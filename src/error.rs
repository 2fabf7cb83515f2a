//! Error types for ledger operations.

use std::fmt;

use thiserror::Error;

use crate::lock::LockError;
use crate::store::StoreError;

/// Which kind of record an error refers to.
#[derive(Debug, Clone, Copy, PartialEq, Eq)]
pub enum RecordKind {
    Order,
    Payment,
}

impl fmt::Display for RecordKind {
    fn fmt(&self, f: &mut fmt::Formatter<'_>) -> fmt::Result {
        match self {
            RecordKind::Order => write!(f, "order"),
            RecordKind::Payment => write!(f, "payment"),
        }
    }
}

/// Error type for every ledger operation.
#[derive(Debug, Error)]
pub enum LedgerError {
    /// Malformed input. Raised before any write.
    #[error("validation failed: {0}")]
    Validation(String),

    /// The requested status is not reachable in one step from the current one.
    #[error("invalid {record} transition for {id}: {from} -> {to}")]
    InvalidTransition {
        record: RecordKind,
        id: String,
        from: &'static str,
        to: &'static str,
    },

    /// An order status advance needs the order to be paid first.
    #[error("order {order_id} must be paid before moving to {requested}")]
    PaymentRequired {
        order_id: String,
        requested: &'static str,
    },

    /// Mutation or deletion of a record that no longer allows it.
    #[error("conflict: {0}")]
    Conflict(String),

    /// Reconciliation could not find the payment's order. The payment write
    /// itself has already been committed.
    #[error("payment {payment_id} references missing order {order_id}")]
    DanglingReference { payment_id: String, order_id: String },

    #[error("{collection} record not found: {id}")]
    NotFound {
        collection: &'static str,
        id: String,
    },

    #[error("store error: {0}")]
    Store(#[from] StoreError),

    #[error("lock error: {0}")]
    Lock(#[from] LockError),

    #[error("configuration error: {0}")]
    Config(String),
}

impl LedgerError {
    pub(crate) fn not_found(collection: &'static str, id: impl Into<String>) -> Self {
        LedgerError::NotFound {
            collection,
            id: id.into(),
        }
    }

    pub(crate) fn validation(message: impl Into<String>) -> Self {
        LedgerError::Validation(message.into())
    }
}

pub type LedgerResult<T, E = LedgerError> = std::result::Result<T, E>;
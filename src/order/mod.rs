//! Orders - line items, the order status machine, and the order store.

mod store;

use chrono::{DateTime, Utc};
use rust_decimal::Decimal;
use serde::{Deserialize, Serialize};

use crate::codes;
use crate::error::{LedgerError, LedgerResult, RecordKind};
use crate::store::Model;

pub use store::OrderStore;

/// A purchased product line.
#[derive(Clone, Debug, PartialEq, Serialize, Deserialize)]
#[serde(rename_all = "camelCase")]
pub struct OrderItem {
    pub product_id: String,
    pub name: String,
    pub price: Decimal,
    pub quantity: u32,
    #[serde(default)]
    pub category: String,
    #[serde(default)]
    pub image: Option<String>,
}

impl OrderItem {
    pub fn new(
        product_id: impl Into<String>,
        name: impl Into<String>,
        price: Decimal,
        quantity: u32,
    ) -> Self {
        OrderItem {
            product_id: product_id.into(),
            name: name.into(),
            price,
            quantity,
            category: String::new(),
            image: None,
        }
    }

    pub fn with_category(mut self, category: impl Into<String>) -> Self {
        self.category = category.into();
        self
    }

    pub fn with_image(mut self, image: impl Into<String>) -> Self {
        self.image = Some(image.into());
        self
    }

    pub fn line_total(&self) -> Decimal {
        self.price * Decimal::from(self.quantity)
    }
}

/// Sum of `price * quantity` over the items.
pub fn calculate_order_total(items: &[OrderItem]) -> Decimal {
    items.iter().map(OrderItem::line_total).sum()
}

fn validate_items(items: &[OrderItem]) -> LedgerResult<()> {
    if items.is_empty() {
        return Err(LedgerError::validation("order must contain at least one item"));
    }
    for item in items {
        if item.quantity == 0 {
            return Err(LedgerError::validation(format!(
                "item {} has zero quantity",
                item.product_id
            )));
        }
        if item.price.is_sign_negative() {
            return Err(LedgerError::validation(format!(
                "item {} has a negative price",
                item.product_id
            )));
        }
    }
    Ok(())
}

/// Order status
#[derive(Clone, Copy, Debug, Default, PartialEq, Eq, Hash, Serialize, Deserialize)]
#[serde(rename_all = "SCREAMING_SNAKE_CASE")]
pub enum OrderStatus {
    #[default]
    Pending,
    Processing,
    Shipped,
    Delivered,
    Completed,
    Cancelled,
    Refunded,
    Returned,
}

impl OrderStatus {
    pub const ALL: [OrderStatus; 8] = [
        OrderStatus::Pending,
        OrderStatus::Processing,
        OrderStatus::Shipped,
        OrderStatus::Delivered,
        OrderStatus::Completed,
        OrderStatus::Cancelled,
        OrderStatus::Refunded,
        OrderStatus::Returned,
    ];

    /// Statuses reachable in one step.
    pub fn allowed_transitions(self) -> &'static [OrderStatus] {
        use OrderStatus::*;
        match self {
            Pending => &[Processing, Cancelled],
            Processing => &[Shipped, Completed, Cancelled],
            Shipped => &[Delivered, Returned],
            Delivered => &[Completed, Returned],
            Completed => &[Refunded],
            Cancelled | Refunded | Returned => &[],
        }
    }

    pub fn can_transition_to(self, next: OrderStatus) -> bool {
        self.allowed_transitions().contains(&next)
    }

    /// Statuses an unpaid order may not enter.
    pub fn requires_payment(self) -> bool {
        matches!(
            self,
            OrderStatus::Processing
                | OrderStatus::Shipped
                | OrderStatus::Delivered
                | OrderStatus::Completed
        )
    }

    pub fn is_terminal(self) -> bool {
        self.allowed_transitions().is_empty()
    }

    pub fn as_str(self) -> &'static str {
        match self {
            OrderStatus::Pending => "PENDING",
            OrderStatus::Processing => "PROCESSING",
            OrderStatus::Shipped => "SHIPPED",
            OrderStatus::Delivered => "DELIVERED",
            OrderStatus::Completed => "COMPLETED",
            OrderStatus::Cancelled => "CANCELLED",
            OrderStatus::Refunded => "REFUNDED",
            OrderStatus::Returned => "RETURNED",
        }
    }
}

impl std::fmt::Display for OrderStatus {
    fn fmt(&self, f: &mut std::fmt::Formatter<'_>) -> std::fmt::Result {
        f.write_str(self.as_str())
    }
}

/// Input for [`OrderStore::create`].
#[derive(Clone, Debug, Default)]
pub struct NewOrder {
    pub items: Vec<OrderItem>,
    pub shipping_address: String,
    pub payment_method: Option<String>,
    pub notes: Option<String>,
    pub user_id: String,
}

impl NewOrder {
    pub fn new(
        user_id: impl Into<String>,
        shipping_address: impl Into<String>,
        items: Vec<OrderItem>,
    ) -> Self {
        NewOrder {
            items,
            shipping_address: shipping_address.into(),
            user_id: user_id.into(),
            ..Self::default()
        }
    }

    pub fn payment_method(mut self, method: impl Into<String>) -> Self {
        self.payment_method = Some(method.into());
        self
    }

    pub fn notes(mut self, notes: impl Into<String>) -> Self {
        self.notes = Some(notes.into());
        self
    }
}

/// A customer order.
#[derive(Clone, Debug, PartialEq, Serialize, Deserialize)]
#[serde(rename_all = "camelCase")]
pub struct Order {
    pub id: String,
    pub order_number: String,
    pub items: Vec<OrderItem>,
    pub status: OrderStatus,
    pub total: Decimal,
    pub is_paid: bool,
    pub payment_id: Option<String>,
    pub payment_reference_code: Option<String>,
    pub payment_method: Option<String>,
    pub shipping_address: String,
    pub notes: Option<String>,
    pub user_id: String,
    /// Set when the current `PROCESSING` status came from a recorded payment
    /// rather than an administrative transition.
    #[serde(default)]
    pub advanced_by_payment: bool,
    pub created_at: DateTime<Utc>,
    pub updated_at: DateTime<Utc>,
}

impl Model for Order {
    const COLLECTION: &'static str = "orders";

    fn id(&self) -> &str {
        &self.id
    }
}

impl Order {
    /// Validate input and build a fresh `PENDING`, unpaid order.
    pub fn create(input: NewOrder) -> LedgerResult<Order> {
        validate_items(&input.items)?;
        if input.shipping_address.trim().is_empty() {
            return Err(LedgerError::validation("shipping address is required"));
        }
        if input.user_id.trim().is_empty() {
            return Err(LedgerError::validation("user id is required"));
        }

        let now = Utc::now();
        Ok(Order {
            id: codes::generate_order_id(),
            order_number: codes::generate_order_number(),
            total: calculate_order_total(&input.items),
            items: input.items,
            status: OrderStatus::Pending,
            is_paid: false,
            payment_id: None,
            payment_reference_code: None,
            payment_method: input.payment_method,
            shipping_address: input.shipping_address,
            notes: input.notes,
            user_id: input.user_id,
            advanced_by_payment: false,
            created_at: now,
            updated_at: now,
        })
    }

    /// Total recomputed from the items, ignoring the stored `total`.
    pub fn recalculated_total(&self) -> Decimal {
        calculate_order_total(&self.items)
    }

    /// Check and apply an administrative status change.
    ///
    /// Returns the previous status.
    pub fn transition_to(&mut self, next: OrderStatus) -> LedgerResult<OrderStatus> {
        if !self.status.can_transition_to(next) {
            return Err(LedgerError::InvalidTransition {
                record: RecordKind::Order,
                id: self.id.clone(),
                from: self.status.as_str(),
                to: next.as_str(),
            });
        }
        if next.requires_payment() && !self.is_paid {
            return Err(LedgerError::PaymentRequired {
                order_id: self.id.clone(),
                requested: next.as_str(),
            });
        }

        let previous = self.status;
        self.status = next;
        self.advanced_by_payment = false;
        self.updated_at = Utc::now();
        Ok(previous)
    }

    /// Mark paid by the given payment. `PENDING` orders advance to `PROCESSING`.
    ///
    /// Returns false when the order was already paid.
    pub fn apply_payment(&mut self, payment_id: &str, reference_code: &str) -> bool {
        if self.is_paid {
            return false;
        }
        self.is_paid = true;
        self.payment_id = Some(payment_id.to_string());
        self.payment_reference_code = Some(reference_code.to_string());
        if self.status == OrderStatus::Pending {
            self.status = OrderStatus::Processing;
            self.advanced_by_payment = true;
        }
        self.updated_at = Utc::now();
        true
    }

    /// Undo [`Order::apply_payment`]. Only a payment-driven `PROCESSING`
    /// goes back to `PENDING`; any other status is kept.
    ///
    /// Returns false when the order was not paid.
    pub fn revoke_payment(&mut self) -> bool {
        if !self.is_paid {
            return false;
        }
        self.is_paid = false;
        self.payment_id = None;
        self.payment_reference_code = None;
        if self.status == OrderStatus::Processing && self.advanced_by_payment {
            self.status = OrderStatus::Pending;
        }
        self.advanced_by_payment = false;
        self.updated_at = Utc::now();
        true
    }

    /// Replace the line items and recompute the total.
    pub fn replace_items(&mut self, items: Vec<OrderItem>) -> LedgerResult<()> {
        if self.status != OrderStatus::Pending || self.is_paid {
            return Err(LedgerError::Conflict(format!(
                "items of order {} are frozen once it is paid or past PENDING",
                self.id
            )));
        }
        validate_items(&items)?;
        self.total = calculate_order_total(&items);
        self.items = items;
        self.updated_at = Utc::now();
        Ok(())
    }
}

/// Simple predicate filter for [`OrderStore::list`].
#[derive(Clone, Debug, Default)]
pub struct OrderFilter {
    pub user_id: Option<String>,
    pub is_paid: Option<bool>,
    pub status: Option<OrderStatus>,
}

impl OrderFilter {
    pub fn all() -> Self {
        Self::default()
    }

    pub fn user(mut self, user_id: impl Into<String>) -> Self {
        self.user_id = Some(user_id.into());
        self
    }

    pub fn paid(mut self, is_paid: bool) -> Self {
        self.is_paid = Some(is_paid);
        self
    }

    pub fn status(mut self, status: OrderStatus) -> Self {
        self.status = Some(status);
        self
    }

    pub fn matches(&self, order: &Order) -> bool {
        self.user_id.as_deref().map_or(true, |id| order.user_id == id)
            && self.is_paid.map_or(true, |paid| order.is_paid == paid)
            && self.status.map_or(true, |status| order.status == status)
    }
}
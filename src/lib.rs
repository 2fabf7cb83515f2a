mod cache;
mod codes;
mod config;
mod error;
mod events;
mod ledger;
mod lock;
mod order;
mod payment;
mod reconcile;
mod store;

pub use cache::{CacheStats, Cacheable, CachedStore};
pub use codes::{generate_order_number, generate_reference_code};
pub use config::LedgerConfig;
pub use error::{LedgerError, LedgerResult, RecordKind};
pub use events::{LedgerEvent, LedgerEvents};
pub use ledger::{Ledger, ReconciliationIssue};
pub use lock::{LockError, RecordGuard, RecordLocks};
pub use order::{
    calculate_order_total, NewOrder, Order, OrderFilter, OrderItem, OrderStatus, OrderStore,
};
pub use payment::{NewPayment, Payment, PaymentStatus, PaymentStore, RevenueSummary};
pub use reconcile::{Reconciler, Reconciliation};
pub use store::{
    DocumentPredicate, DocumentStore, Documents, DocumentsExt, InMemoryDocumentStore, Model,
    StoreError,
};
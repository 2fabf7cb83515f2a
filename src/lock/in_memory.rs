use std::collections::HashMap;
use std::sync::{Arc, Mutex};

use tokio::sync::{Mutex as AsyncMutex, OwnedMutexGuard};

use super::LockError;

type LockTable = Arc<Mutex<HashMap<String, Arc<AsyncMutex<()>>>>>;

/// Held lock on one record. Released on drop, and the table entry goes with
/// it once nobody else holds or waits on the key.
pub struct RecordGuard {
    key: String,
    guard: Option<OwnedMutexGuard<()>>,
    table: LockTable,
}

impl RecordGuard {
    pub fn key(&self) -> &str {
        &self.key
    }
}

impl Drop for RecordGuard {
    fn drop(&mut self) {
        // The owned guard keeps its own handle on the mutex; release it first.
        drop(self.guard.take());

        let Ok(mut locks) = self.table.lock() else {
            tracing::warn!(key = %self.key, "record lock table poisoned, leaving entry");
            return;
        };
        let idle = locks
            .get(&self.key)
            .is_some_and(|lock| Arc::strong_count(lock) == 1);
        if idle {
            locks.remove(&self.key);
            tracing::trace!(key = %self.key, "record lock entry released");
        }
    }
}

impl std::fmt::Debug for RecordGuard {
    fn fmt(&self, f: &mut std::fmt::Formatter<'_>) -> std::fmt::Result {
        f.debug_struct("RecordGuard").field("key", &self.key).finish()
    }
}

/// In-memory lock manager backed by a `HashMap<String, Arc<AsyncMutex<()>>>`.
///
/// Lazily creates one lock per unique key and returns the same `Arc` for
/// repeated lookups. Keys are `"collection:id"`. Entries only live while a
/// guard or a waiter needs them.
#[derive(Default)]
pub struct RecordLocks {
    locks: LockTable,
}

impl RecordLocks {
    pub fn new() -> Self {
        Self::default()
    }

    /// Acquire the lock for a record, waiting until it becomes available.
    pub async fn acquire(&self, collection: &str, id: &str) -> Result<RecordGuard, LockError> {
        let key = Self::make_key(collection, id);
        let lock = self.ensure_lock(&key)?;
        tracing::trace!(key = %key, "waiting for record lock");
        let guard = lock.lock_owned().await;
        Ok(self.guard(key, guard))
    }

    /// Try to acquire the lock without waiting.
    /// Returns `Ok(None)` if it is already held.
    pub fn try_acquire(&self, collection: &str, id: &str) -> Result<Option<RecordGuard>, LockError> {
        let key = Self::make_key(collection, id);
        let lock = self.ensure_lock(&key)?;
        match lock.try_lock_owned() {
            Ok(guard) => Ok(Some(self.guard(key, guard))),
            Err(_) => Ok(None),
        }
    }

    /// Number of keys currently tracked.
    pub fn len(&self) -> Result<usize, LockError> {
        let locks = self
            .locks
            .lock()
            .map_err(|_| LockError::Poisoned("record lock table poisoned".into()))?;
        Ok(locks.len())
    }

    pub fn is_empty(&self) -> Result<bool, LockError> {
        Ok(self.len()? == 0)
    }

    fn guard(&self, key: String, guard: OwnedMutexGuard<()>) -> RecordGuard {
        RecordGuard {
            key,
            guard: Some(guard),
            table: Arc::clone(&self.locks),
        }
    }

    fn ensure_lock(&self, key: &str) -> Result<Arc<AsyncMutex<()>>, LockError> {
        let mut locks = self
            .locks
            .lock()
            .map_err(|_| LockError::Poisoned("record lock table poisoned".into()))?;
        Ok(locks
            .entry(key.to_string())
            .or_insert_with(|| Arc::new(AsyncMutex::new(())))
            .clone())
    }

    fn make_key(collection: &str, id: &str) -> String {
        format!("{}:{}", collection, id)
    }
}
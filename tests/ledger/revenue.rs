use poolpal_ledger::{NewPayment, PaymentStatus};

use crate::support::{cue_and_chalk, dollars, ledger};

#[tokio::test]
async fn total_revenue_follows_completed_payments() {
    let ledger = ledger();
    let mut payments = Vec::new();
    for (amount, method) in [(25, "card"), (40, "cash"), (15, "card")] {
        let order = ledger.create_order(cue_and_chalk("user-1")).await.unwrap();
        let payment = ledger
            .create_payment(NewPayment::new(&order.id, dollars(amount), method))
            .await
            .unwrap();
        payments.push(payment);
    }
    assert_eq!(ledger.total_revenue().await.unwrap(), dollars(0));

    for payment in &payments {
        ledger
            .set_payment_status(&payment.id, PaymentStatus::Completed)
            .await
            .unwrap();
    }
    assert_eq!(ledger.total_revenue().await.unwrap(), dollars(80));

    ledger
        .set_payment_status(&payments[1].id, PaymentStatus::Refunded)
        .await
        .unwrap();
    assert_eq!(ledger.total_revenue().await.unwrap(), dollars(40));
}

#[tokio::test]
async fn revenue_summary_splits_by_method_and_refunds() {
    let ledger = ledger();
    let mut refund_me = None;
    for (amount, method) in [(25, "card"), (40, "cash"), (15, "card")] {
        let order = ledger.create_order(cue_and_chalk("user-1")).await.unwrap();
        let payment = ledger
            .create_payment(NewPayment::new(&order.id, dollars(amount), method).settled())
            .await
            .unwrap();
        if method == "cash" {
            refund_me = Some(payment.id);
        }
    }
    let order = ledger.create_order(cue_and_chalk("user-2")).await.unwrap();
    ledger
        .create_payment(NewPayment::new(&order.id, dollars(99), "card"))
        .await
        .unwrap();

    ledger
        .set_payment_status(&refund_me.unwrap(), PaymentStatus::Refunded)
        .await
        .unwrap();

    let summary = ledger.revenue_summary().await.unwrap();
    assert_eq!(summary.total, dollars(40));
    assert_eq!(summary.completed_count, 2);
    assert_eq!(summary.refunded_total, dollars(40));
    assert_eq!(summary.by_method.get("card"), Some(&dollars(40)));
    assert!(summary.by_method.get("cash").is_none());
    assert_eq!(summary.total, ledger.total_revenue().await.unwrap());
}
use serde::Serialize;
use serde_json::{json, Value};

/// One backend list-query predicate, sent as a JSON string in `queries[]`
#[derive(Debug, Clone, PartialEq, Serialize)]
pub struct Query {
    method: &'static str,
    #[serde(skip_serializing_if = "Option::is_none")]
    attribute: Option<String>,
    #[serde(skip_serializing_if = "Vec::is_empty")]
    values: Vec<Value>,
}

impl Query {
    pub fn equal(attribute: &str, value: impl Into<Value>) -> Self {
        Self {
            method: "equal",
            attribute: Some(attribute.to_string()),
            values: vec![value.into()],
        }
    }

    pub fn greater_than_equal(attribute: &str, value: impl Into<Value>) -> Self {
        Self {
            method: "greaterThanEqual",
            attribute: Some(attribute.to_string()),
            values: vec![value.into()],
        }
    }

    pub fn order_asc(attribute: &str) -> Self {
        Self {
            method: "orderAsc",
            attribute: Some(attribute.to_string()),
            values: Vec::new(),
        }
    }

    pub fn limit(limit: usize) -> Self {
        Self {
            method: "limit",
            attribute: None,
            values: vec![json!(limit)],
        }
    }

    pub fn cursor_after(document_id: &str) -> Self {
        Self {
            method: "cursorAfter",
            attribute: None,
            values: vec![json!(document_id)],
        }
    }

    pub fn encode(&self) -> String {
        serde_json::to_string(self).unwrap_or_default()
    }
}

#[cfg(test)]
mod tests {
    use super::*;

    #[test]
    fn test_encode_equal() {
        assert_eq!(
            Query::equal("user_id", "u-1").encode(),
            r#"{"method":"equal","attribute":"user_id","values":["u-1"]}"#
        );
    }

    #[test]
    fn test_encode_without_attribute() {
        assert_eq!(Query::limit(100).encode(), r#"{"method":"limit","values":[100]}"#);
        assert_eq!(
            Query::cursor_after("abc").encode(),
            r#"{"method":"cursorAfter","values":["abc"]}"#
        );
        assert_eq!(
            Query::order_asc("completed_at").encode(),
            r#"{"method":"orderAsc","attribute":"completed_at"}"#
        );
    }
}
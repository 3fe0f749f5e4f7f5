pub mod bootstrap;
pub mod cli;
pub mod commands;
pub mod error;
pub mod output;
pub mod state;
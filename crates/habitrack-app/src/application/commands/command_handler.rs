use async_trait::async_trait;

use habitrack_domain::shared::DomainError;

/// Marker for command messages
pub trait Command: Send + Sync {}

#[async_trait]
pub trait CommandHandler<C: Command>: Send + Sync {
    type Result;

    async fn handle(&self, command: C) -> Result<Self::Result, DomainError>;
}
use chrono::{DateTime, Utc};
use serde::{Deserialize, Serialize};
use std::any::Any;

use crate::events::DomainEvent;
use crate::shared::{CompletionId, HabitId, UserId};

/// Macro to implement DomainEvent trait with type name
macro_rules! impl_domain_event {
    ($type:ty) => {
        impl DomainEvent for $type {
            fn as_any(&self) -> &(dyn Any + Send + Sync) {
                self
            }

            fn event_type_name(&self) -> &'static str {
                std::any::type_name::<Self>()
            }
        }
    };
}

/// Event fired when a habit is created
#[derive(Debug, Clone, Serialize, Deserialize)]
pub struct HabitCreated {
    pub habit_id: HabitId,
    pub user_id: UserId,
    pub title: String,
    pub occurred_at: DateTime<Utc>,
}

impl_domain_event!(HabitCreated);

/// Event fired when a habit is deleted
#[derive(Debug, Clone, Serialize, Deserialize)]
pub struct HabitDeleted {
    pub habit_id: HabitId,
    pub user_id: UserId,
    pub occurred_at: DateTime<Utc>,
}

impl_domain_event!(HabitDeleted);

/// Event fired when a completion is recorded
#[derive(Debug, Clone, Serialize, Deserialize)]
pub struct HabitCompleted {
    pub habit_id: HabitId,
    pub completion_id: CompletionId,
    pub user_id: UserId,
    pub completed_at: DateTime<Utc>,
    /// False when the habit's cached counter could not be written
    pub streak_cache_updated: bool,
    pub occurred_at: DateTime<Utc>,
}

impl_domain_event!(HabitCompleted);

WORK REQUEST. Check the data above line by line for the word "quantity". State only how many lines contain it.

SOLUTION TO THE PROBLEM. 7